[Stored data]
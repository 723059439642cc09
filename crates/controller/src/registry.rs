//! Agent registry.
//!
//! Single source of truth for which agents exist and how they have been
//! performing. Each agent's execution window lives inside its map entry, so
//! registration and metric updates for one id are serialized by that entry's
//! lock while other ids proceed independently.

use dashmap::DashMap;
use futures::future::join_all;
use serde::Serialize;
use std::collections::BTreeMap;
use std::sync::Arc;
use std::time::Duration;

use verdant_core::{
    traits::{Agent, AgentDescriptor},
    types::Capability,
    Result,
};
use verdant_governance::{ExecutionStats, ExecutionWindow, DEFAULT_WINDOW_SIZE};

struct AgentEntry {
    agent: Arc<dyn Agent>,
    window: ExecutionWindow,
}

/// Registry of agents keyed by id.
pub struct AgentRegistry {
    agents: DashMap<String, AgentEntry>,
    window_size: usize,
}

impl AgentRegistry {
    /// Create an empty registry.
    pub fn new() -> Self {
        Self::with_window_size(DEFAULT_WINDOW_SIZE)
    }

    /// Create an empty registry keeping `window_size` samples per agent.
    pub fn with_window_size(window_size: usize) -> Self {
        Self {
            agents: DashMap::new(),
            window_size,
        }
    }

    /// Register an agent. An existing agent with the same id is replaced and
    /// its metrics are reset; the replaced agent is returned.
    pub fn register(&self, agent: Arc<dyn Agent>) -> Option<Arc<dyn Agent>> {
        let id = agent.id().to_string();
        tracing::info!(
            agent_id = %id,
            capabilities = ?agent.capabilities().iter().map(|c| c.as_str()).collect::<Vec<_>>(),
            "Registering agent"
        );

        let previous = self.agents.insert(
            id.clone(),
            AgentEntry {
                agent,
                window: ExecutionWindow::new(self.window_size),
            },
        );

        if previous.is_some() {
            tracing::debug!(agent_id = %id, "Replaced existing agent, metrics reset");
        }
        previous.map(|entry| entry.agent)
    }

    /// Remove an agent. Removing an unknown id is a no-op.
    pub fn unregister(&self, id: &str) -> Option<Arc<dyn Agent>> {
        let removed = self.agents.remove(id).map(|(_, entry)| entry.agent);
        if removed.is_some() {
            tracing::info!(agent_id = %id, "Unregistered agent");
        }
        removed
    }

    /// Look up an agent by id.
    pub fn get(&self, id: &str) -> Option<Arc<dyn Agent>> {
        self.agents.get(id).map(|entry| entry.agent.clone())
    }

    pub fn contains(&self, id: &str) -> bool {
        self.agents.contains_key(id)
    }

    pub fn len(&self) -> usize {
        self.agents.len()
    }

    pub fn is_empty(&self) -> bool {
        self.agents.is_empty()
    }

    /// Every agent, ordered by id.
    pub fn agents(&self) -> Vec<Arc<dyn Agent>> {
        self.select(|_| true)
    }

    /// Agents advertising `capability`, ordered by id.
    pub fn by_capability(&self, capability: &Capability) -> Vec<Arc<dyn Agent>> {
        self.select(|agent| agent.has_capability(capability))
    }

    /// Agents advertising every capability in `capabilities`.
    pub fn by_all_capabilities(&self, capabilities: &[Capability]) -> Vec<Arc<dyn Agent>> {
        self.select(|agent| capabilities.iter().all(|c| agent.has_capability(c)))
    }

    /// Agents advertising at least one capability in `capabilities`.
    pub fn by_any_capability(&self, capabilities: &[Capability]) -> Vec<Arc<dyn Agent>> {
        self.select(|agent| capabilities.iter().any(|c| agent.has_capability(c)))
    }

    /// Listing of registered agents, ordered by id.
    pub fn descriptors(&self) -> Vec<AgentDescriptor> {
        self.agents().iter().map(|agent| agent.descriptor()).collect()
    }

    /// Record one execution for an agent. Unknown ids are ignored.
    pub fn record_execution(&self, id: &str, duration: Duration, success: bool) {
        match self.agents.get_mut(id) {
            Some(mut entry) => entry.window.record(duration, success),
            None => {
                tracing::debug!(agent_id = %id, "Ignoring execution record for unknown agent");
            }
        }
    }

    /// Statistics for one agent. `None` if the id is not registered; all
    /// zeroes if it has not executed yet.
    pub fn metrics(&self, id: &str) -> Option<ExecutionStats> {
        self.agents.get(id).map(|entry| entry.window.stats(id))
    }

    /// Statistics for every registered agent.
    pub fn all_metrics(&self) -> BTreeMap<String, ExecutionStats> {
        self.agents
            .iter()
            .map(|entry| (entry.key().clone(), entry.window.stats(entry.key())))
            .collect()
    }

    /// Initialize every agent concurrently. A failing agent does not stop
    /// the others.
    pub async fn initialize_all(&self) -> LifecycleReport {
        let agents = self.agents();
        let results = join_all(agents.iter().map(|agent| agent.initialize())).await;
        let report = LifecycleReport::collect(&agents, results, "initialize");
        tracing::info!(
            initialized = report.succeeded.len(),
            failed = report.failed.len(),
            "Agent initialization finished"
        );
        report
    }

    /// Dispose every agent concurrently. A failing agent does not stop the
    /// others.
    pub async fn dispose_all(&self) -> LifecycleReport {
        let agents = self.agents();
        let results = join_all(agents.iter().map(|agent| agent.dispose())).await;
        LifecycleReport::collect(&agents, results, "dispose")
    }

    // Snapshot first so no map guard is held while callers await on agents.
    fn select(&self, predicate: impl Fn(&Arc<dyn Agent>) -> bool) -> Vec<Arc<dyn Agent>> {
        let mut agents: Vec<_> = self
            .agents
            .iter()
            .filter(|entry| predicate(&entry.agent))
            .map(|entry| entry.agent.clone())
            .collect();
        agents.sort_by(|a, b| a.id().cmp(b.id()));
        agents
    }
}

impl Default for AgentRegistry {
    fn default() -> Self {
        Self::new()
    }
}

/// Outcome of a lifecycle fan-out.
#[derive(Debug, Clone, Default, Serialize)]
pub struct LifecycleReport {
    pub succeeded: Vec<String>,
    pub failed: Vec<LifecycleFailure>,
}

impl LifecycleReport {
    /// Whether every agent succeeded.
    pub fn is_clean(&self) -> bool {
        self.failed.is_empty()
    }

    fn collect(agents: &[Arc<dyn Agent>], results: Vec<Result<()>>, phase: &str) -> Self {
        let mut report = Self::default();
        for (agent, result) in agents.iter().zip(results) {
            match result {
                Ok(()) => report.succeeded.push(agent.id().to_string()),
                Err(e) => {
                    tracing::warn!(agent_id = %agent.id(), phase, error = %e, "Agent lifecycle hook failed");
                    report.failed.push(LifecycleFailure {
                        agent_id: agent.id().to_string(),
                        error: e.to_string(),
                    });
                }
            }
        }
        report
    }
}

/// One agent's lifecycle failure.
#[derive(Debug, Clone, Serialize)]
pub struct LifecycleFailure {
    pub agent_id: String,
    pub error: String,
}

#[cfg(test)]
mod tests {
    use super::*;
    use verdant_core::mocks::StaticAgent;

    fn agent(id: &str, caps: &[Capability]) -> Arc<dyn Agent> {
        Arc::new(StaticAgent::new(id, caps))
    }

    #[test]
    fn test_register_and_lookup() {
        let registry = AgentRegistry::new();
        assert!(registry.register(agent("gardener", &[Capability::Gardening])).is_none());
        assert!(registry.contains("gardener"));
        assert_eq!(registry.get("gardener").unwrap().id(), "gardener");
        assert!(registry.get("missing").is_none());
    }

    #[test]
    fn test_unregister_is_idempotent() {
        let registry = AgentRegistry::new();
        registry.register(agent("a", &[]));
        assert!(registry.unregister("a").is_some());
        assert!(registry.unregister("a").is_none());
        assert!(registry.is_empty());
    }

    #[test]
    fn test_reregister_resets_metrics() {
        let registry = AgentRegistry::new();
        registry.register(agent("a", &[]));
        registry.record_execution("a", Duration::from_millis(10), true);
        assert_eq!(registry.metrics("a").unwrap().total_executions, 1);

        assert!(registry.register(agent("a", &[])).is_some());
        assert_eq!(registry.metrics("a").unwrap().total_executions, 0);
    }

    #[test]
    fn test_record_for_unknown_agent_is_ignored() {
        let registry = AgentRegistry::new();
        registry.record_execution("ghost", Duration::from_millis(10), true);
        assert!(registry.metrics("ghost").is_none());
        assert!(registry.all_metrics().is_empty());
    }

    #[test]
    fn test_idle_agent_metrics_are_zeroed() {
        let registry = AgentRegistry::new();
        registry.register(agent("idle", &[]));
        let stats = registry.metrics("idle").unwrap();
        assert_eq!(stats.success_rate, 0.0);
        assert_eq!(stats.average_execution_ms, 0.0);
    }
}
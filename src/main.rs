#![deny(unused)]
//! Verdant - capability-based agent orchestration for garden and landscape
//! assistants.
//!
//! Wires configuration, backends, the agent registry and the orchestrator
//! behind the HTTP gateway.

use std::sync::Arc;

use verdant_controller::{AgentRegistry, GenerationAgent, GenerationSettings, Orchestrator, SpecialistAgent};
use verdant_core::config::{AppConfig, SpecialistCatalog};
use verdant_gateway::{GatewayConfig, GatewayServer};
use verdant_governance::ExecutionMetricsTracker;

#[tokio::main]
async fn main() -> anyhow::Result<()> {
    let config = AppConfig::load()?;

    verdant_governance::configure_tracing(config.logging.json)?;
    tracing::info!("Starting Verdant v{}", env!("CARGO_PKG_VERSION"));

    let metrics_handle = verdant_governance::setup_metrics_recorder()?;

    // =========================================================================
    // Backends
    // =========================================================================
    let text_backend = verdant_model_gateway::create_text_backend(&config.text_backend)?;
    let generation_backend = verdant_model_gateway::create_generation_backend(&config.generation)?;

    // =========================================================================
    // Agents
    // =========================================================================
    let catalog = match &config.specialists_path {
        Some(path) => {
            tracing::info!(path = %path, "Loading specialist catalog");
            SpecialistCatalog::load(path)?
        }
        None => SpecialistCatalog::builtin(),
    };

    let tracker = Arc::new(ExecutionMetricsTracker::with_window_size(
        config.orchestrator.metrics_window,
    ));
    let registry = Arc::new(AgentRegistry::with_window_size(
        config.orchestrator.metrics_window,
    ));
    for profile in catalog.specialists {
        registry.register(Arc::new(SpecialistAgent::new(profile, text_backend.clone())));
    }
    registry.register(Arc::new(
        GenerationAgent::new(generation_backend)
            .with_settings(GenerationSettings::from(&config.orchestrator))
            .with_metrics(tracker.clone()),
    ));

    let report = registry.initialize_all().await;
    if !report.is_clean() {
        for failure in &report.failed {
            tracing::warn!(agent_id = %failure.agent_id, error = %failure.error, "Agent failed to initialize");
        }
    }
    tracing::info!(agents = registry.len(), ready = report.succeeded.len(), "Agent registry initialized");

    // =========================================================================
    // Orchestrator & Gateway
    // =========================================================================
    let orchestrator = Arc::new(Orchestrator::new(registry.clone(), tracker));

    let gateway_config = GatewayConfig::from(&config.server);
    tracing::info!(
        host = %gateway_config.host,
        port = gateway_config.port,
        "Gateway initialized"
    );

    let server = GatewayServer::new(gateway_config, orchestrator).with_metrics(metrics_handle);
    let served = server.run().await;

    let report = registry.dispose_all().await;
    for failure in &report.failed {
        tracing::warn!(agent_id = %failure.agent_id, error = %failure.error, "Agent failed to dispose");
    }

    served?;
    Ok(())
}
//! Chat-completion client traits.

use async_trait::async_trait;
use serde::{Deserialize, Serialize};

use crate::error::Result;

/// LLM client interface.
#[async_trait]
pub trait LlmClient: Send + Sync {
    /// Generate a completion for a single prompt.
    async fn complete(&self, prompt: &str) -> Result<LlmResponse>;

    /// Generate a chat completion.
    async fn chat(&self, messages: &[ChatMessage]) -> Result<LlmResponse>;
}

/// Chat message for LLM interactions.
#[derive(Debug, Clone, PartialEq, Serialize, Deserialize)]
pub struct ChatMessage {
    /// Role (system, user, assistant).
    pub role: String,
    /// Message content.
    pub content: String,
}

impl ChatMessage {
    pub fn new(role: impl Into<String>, content: impl Into<String>) -> Self {
        Self {
            role: role.into(),
            content: content.into(),
        }
    }
}

/// Response from an LLM.
#[derive(Debug, Clone, Serialize, Deserialize)]
pub struct LlmResponse {
    /// Generated content.
    pub content: String,
    /// Finish reason.
    pub finish_reason: String,
    /// Token usage.
    pub usage: LlmUsage,
}

/// Token usage from LLM call.
#[derive(Debug, Clone, Default, Serialize, Deserialize)]
pub struct LlmUsage {
    /// Prompt tokens.
    pub prompt_tokens: u64,
    /// Completion tokens.
    pub completion_tokens: u64,
    /// Total tokens.
    pub total_tokens: u64,
}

→ WHAT THE TASK ASKS:
Work out how many lines of the data above hold the word "phase", and write only the count.

→ SOLUTION TO THE EXERCISE:
2